Now that is some impressive thinking merely to come up with the idea. And that it then seems to work so well… see, this is why science is cool.

By Ted Dahlberg (not verified) on 23 Sep 2012 #permalink

kiwiski,I’m sorry I’m confused as to your point. You say the frrtautsion is with science as well, but then go back to talking about individual results, to my reading.The science community reports negative trials, as scientific publications; the media may chose not to, however the newspaper editor (TV producer, etc) might consider it of less interest, for example. The science community doesn’t make that call.From the point of view of the science community it’s ‘reporting the results of a trial’ that’s not about if they were negative or positive, just that you did a trial and these were the outcomes. When you’re funded to do a trial you definitely want to publish regardless of the outcome. A scientist’s career needs publications and trials are big efforts. (I’m writing about scientists at universities or research institutes.)You can quibble that negative results don’t get the same profile in the research literature in my experience (and generalising) the size [read: ‘strength’] of the trial and how important the treatment that is being trialled factor into how likely a high-profile publication will result (i.e. regardless of if the outcomes are positive for the treatment or not).Regards of this a point here is that researchers who specialise in the issue will see the lower-profile publications, but the media may not necessarily. I think people outside of science don't appreciate just how big the scientific literature is; media report on a tiny fraction of it.

I just tweeted again about this great post, and I am also going to blog about it and refer back to this post.

Poodle Stomper, you do realize that the vast majority of empirical evidence points to ME/CFS being a mostly or entirely a psychological condition? Most likely an iatrogenic/psychosomatic one at that (i.e. the belief in the existence of CFS/diagnosis of CFS is a primary cause of its symptoms).

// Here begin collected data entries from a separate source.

use super::detector::InstanceModel;
use super::preprocess::{Preprocessor, TensorLayout};
use super::types::{Detection, Polygon};
use crate::config::DetectorConfig;
use crate::error::{PipelineError, Result};
use image::{GrayImage, Luma, RgbImage};
use imageproc::contours::{find_contours, BorderType};
use imageproc::point::Point;
use ort::session::{builder::GraphOptimizationLevel, Session};
use ort::value::TensorRef;
use std::path::Path;

/// YOLO instance segmentation model exported to ONNX
///
/// Expects two outputs: detections `[1, 4 + classes + coeffs, anchors]`
/// (or its transpose) and mask prototypes `[1, coeffs, mh, mw]`.
pub struct YoloSegModel {
    session: Session,
    preprocessor: Preprocessor,
    params: DecodeParams,
}

impl YoloSegModel {
    pub fn new<P: AsRef<Path>>(model_path: P, config: &DetectorConfig) -> Result<Self> {
        let path = model_path.as_ref();

        tracing::info!("Loading detector model from {}", path.display());

        if !path.is_file() {
            return Err(PipelineError::model_load(path, "weights file not found"));
        }

        let session = Session::builder()
            .map_err(|e| PipelineError::model_load(path, e))?
            .with_optimization_level(GraphOptimizationLevel::Level3)
            .map_err(|e| PipelineError::model_load(path, e))?
            .with_intra_threads(4)
            .map_err(|e| PipelineError::model_load(path, e))?
            .commit_from_file(path)
            .map_err(|e| PipelineError::model_load(path, e))?;

        tracing::info!("Detector model loaded successfully");

        Ok(Self {
            session,
            preprocessor: Preprocessor::new(config.input_size, config.input_size, TensorLayout::Nchw),
            params: DecodeParams::from(config),
        })
    }
}

impl InstanceModel for YoloSegModel {
    fn predict(&mut self, frame: &RgbImage) -> Result<Vec<Detection>> {
        let input = self.preprocessor.preprocess(frame);
        let input_tensor =
            TensorRef::from_array_view(input.view()).map_err(PipelineError::inference)?;

        let _infer_span = tracing::debug_span!("inference").entered();
        let outputs = self
            .session
            .run(ort::inputs![input_tensor])
            .map_err(PipelineError::inference)?;
        drop(_infer_span);

        if outputs.len() < 2 {
            return Err(PipelineError::inference(format!(
                "expected detection and prototype outputs, got {} output(s)",
                outputs.len()
            )));
        }

        let (det_shape, det_data) = outputs[0]
            .try_extract_tensor::<f32>()
            .map_err(PipelineError::inference)?;
        let (proto_shape, proto_data) = outputs[1]
            .try_extract_tensor::<f32>()
            .map_err(PipelineError::inference)?;

        let det = RawTensor {
            dims: det_shape.as_ref().iter().map(|&d| d as usize).collect(),
            data: det_data,
        };
        let proto = RawTensor {
            dims: proto_shape.as_ref().iter().map(|&d| d as usize).collect(),
            data: proto_data,
        };

        decode(&det, &proto, &self.params, frame.dimensions())
    }
}

pub(crate) struct RawTensor<'a> {
    pub dims: Vec<usize>,
    pub data: &'a [f32],
}

#[derive(Debug, Clone)]
pub(crate) struct DecodeParams {
    pub classes: Vec<u32>,
    pub confidence: f32,
    pub iou_threshold: f32,
    pub input_size: u32,
}

impl From<&DetectorConfig> for DecodeParams {
    fn from(config: &DetectorConfig) -> Self {
        Self {
            classes: config.classes.clone(),
            confidence: config.confidence,
            iou_threshold: config.iou_threshold,
            input_size: config.input_size,
        }
    }
}

#[derive(Debug, Clone)]
struct Candidate {
    class_id: u32,
    score: f32,
    /// x0, y0, x1, y1 in model input pixels
    bbox: [f32; 4],
    coeffs: Vec<f32>,
}

/// Turn raw YOLO-seg outputs into detections whose polygons are in frame
/// coordinates, ordered by descending confidence
pub(crate) fn decode(
    det: &RawTensor<'_>,
    proto: &RawTensor<'_>,
    params: &DecodeParams,
    frame_size: (u32, u32),
) -> Result<Vec<Detection>> {
    let _span = tracing::debug_span!("decode").entered();

    if det.dims.len() != 3 || proto.dims.len() != 4 {
        return Err(PipelineError::inference(format!(
            "unexpected output ranks: detections {:?}, prototypes {:?}",
            det.dims, proto.dims
        )));
    }

    let coeff_count = proto.dims[1];
    let (mask_height, mask_width) = (proto.dims[2], proto.dims[3]);
    if proto.data.len() < coeff_count * mask_height * mask_width {
        return Err(PipelineError::inference("prototype tensor is truncated"));
    }

    // Exports differ on whether anchors or features come first
    let transposed = det.dims[1] > det.dims[2];
    let (features, anchors) = if transposed {
        (det.dims[2], det.dims[1])
    } else {
        (det.dims[1], det.dims[2])
    };
    if features <= 4 + coeff_count {
        return Err(PipelineError::inference(format!(
            "detection tensor has {features} features, too few for {coeff_count} mask coefficients"
        )));
    }
    if det.data.len() < features * anchors {
        return Err(PipelineError::inference("detection tensor is truncated"));
    }
    let class_count = features - 4 - coeff_count;

    let feature = |anchor: usize, index: usize| {
        if transposed {
            det.data[anchor * features + index]
        } else {
            det.data[index * anchors + anchor]
        }
    };

    let mut candidates = Vec::new();
    for anchor in 0..anchors {
        let (class_id, score) = (0..class_count)
            .map(|c| (c as u32, feature(anchor, 4 + c)))
            .fold((0, f32::MIN), |best, current| {
                if current.1 > best.1 {
                    current
                } else {
                    best
                }
            });

        if score < params.confidence || !params.classes.contains(&class_id) {
            continue;
        }

        let (cx, cy) = (feature(anchor, 0), feature(anchor, 1));
        let (w, h) = (feature(anchor, 2), feature(anchor, 3));
        candidates.push(Candidate {
            class_id,
            score,
            bbox: [cx - w / 2.0, cy - h / 2.0, cx + w / 2.0, cy + h / 2.0],
            coeffs: (0..coeff_count)
                .map(|k| feature(anchor, 4 + class_count + k))
                .collect(),
        });
    }

    let kept = non_max_suppression(candidates, params.iou_threshold);
    tracing::debug!("{} detections after NMS", kept.len());

    let (frame_width, frame_height) = frame_size;
    let scale_x = frame_width as f32 / mask_width as f32;
    let scale_y = frame_height as f32 / mask_height as f32;
    let proto_scale_x = mask_width as f32 / params.input_size as f32;
    let proto_scale_y = mask_height as f32 / params.input_size as f32;

    let detections = kept
        .into_iter()
        .filter_map(|candidate| {
            let region = [
                candidate.bbox[0] * proto_scale_x,
                candidate.bbox[1] * proto_scale_y,
                candidate.bbox[2] * proto_scale_x,
                candidate.bbox[3] * proto_scale_y,
            ];
            let mask = instance_mask(&candidate.coeffs, proto.data, mask_width, mask_height, region);
            let outline = largest_outline(&mask)?;
            let points = outline
                .into_iter()
                .map(|p| {
                    Point::new(
                        (p.x as f32 * scale_x).round() as i32,
                        (p.y as f32 * scale_y).round() as i32,
                    )
                })
                .collect();

            Some(Detection {
                class_id: candidate.class_id,
                confidence: candidate.score,
                polygon: Polygon::new(points, Some(candidate.class_id)),
            })
        })
        .collect();

    Ok(detections)
}

/// Greedy per-class NMS; survivors come back sorted by descending score
fn non_max_suppression(mut candidates: Vec<Candidate>, iou_threshold: f32) -> Vec<Candidate> {
    candidates.sort_by(|a, b| b.score.total_cmp(&a.score));

    let mut kept: Vec<Candidate> = Vec::with_capacity(candidates.len());
    for candidate in candidates {
        let suppressed = kept.iter().any(|k| {
            k.class_id == candidate.class_id && iou(&k.bbox, &candidate.bbox) > iou_threshold
        });
        if !suppressed {
            kept.push(candidate);
        }
    }
    kept
}

fn iou(a: &[f32; 4], b: &[f32; 4]) -> f32 {
    let inter_w = (a[2].min(b[2]) - a[0].max(b[0])).max(0.0);
    let inter_h = (a[3].min(b[3]) - a[1].max(b[1])).max(0.0);
    let inter = inter_w * inter_h;
    let area = |r: &[f32; 4]| (r[2] - r[0]).max(0.0) * (r[3] - r[1]).max(0.0);
    let union = area(a) + area(b) - inter;
    if union <= 0.0 {
        0.0
    } else {
        inter / union
    }
}

/// Combine prototypes with one detection's coefficients, cropped to its box.
/// sigmoid(v) >= 0.5 exactly when v >= 0.
fn instance_mask(
    coeffs: &[f32],
    prototypes: &[f32],
    width: usize,
    height: usize,
    region: [f32; 4],
) -> GrayImage {
    let plane = width * height;
    let x0 = region[0].floor().clamp(0.0, width as f32) as usize;
    let y0 = region[1].floor().clamp(0.0, height as f32) as usize;
    let x1 = region[2].ceil().clamp(0.0, width as f32) as usize;
    let y1 = region[3].ceil().clamp(0.0, height as f32) as usize;

    let mut mask = GrayImage::new(width as u32, height as u32);
    for y in y0..y1 {
        for x in x0..x1 {
            let index = y * width + x;
            let logit: f32 = coeffs
                .iter()
                .enumerate()
                .map(|(k, c)| c * prototypes[k * plane + index])
                .sum();
            if logit >= 0.0 {
                mask.put_pixel(x as u32, y as u32, Luma([255]));
            }
        }
    }
    mask
}

fn largest_outline(mask: &GrayImage) -> Option<Vec<Point<i32>>> {
    find_contours::<i32>(mask)
        .into_iter()
        .filter(|contour| contour.border_type == BorderType::Outer)
        .max_by_key(|contour| contour.points.len())
        .map(|contour| contour.points)
}

#[cfg(test)]
mod tests {
    use super::*;
    use crate::segmentation::detector::rasterize;
    use crate::segmentation::MaskEncoding;

    fn params(classes: Vec<u32>) -> DecodeParams {
        DecodeParams {
            classes,
            confidence: 0.25,
            iou_threshold: 0.7,
            input_size: 4,
        }
    }

    /// Features-first detection tensor with 2 classes and 1 mask coefficient
    fn detections(anchors: &[[f32; 7]]) -> (Vec<usize>, Vec<f32>) {
        let n = anchors.len();
        let mut data = vec![0.0; 7 * n];
        for (a, values) in anchors.iter().enumerate() {
            for (f, value) in values.iter().enumerate() {
                data[f * n + a] = *value;
            }
        }
        (vec![1, 7, n], data)
    }

    #[test]
    fn decodes_person_and_drops_other_classes() {
        let (det_dims, det_data) = detections(&[
            // cx, cy, w, h, person, car, coeff
            [2.0, 2.0, 4.0, 4.0, 0.9, 0.1, 1.0],
            [2.0, 2.0, 4.0, 4.0, 0.1, 0.8, 1.0],
        ]);
        let proto_data = vec![1.0; 16];
        let det = RawTensor { dims: det_dims, data: &det_data };
        let proto = RawTensor { dims: vec![1, 1, 4, 4], data: &proto_data };

        let found = decode(&det, &proto, &params(vec![0]), (8, 8)).unwrap();
        assert_eq!(found.len(), 1);
        assert_eq!(found[0].class_id, 0);

        let mask = rasterize(8, 8, [&found[0].polygon], MaskEncoding::Binary);
        assert!(mask.is_foreground(3, 3));
        assert!(mask.is_foreground(0, 0));
        assert!(!mask.is_foreground(7, 7));
    }

    #[test]
    fn below_threshold_yields_nothing() {
        let (det_dims, det_data) = detections(&[[2.0, 2.0, 4.0, 4.0, 0.2, 0.0, 1.0]]);
        let proto_data = vec![1.0; 16];
        let det = RawTensor { dims: det_dims, data: &det_data };
        let proto = RawTensor { dims: vec![1, 1, 4, 4], data: &proto_data };

        assert!(decode(&det, &proto, &params(vec![0]), (8, 8))
            .unwrap()
            .is_empty());
    }

    #[test]
    fn negative_prototype_response_produces_no_polygon() {
        let (det_dims, det_data) = detections(&[[2.0, 2.0, 4.0, 4.0, 0.9, 0.0, -1.0]]);
        let proto_data = vec![1.0; 16];
        let det = RawTensor { dims: det_dims, data: &det_data };
        let proto = RawTensor { dims: vec![1, 1, 4, 4], data: &proto_data };

        assert!(decode(&det, &proto, &params(vec![0]), (8, 8))
            .unwrap()
            .is_empty());
    }

    #[test]
    fn overlapping_same_class_boxes_are_suppressed() {
        let candidate = |score: f32, shift: f32| Candidate {
            class_id: 0,
            score,
            bbox: [shift, shift, 10.0 + shift, 10.0 + shift],
            coeffs: Vec::new(),
        };
        let kept = non_max_suppression(
            vec![candidate(0.5, 0.0), candidate(0.9, 0.5), candidate(0.7, 20.0)],
            0.7,
        );
        let scores: Vec<f32> = kept.iter().map(|c| c.score).collect();
        assert_eq!(scores, vec![0.9, 0.7]);
    }

    #[test]
    fn rejects_malformed_outputs() {
        let det = RawTensor { dims: vec![1, 5], data: &[] };
        let proto = RawTensor { dims: vec![1, 1, 4, 4], data: &[] };
        let err = decode(&det, &proto, &params(vec![0]), (8, 8)).unwrap_err();
        assert!(matches!(err, PipelineError::Inference(_)));
    }
}
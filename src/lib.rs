//! Live background replacement.
//!
//! Each frame goes through a [`Segmenter`](segmentation::Segmenter), which
//! produces a foreground [`Mask`](segmentation::Mask), and a
//! [`BackgroundProcessor`](background::BackgroundProcessor), which keeps the
//! foreground pixels and replaces the rest with a synthetic background.
//! [`FramePipeline`](pipeline::FramePipeline) chains the two.

pub mod background;
pub mod config;
pub mod error;
pub mod pipeline;
pub mod segmentation;

pub use error::{PipelineError, Result};
pub use pipeline::FramePipeline;
use super::BackgroundEffect;
use image::{Rgb, RgbImage};

/// Fills the whole background with one color
#[derive(Debug, Clone, Copy, PartialEq, Eq)]
pub struct SolidColor {
    color: Rgb<u8>,
}

impl SolidColor {
    pub fn new(color: Rgb<u8>) -> Self {
        Self { color }
    }

    pub fn color(&self) -> Rgb<u8> {
        self.color
    }
}

impl Default for SolidColor {
    fn default() -> Self {
        Self::new(Rgb([0, 0, 0]))
    }
}

impl BackgroundEffect for SolidColor {
    fn make_background(&self, frame: &RgbImage) -> RgbImage {
        let (width, height) = frame.dimensions();
        RgbImage::from_pixel(width, height, self.color)
    }
}

#[cfg(test)]
mod tests {
    use super::*;

    #[test]
    fn every_pixel_is_the_configured_color() {
        let frame = RgbImage::from_fn(5, 3, |x, y| Rgb([x as u8, y as u8, 200]));
        let background = SolidColor::new(Rgb([12, 34, 56])).make_background(&frame);

        assert_eq!(background.dimensions(), (5, 3));
        assert!(background.pixels().all(|p| *p == Rgb([12, 34, 56])));
    }
}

There's no mystery to it. The only significantly effective treatments for CFS are cognitive behavioural therapy and physical exercise. Which surprisingly is exactly what the vast majority of mental illnesses are responsive to as well.

If it walks like a duck, quacks like a duck, and there's absolutely no compelling evidence that its anything other than a duck, its a duck.

The iatrogenic/psychosomatic nature of the condition is evidenced by the fact that CFS sufferers have extremely low response to placebo's (which is why things like SSRIs aren't an effective treatment). This is because there's such a strong belief that "no, something really is wrong with me" (which is essentially the cause of the mental illness) that there's no room for them to believe a pill could make them better.

It would be interesting to see placebo studies done of CFSers where they are told an explanation for the placebo that fits with the iatrogenic nature of the condition (i.e. heres some gene therapy that's going to make you resistant to the effects of the virus)

The fact CFS researchers get death threats:

http://blogs.discovermagazine.com/loom/2011/08/21/chronic-fatigue-syndr…

also indicates its an iatrogenic condition. If it weren't, why else would people be so hostile to those who dispute its "real" nature. The only other researchers who get more death threats are those that work with animal rights and abortion.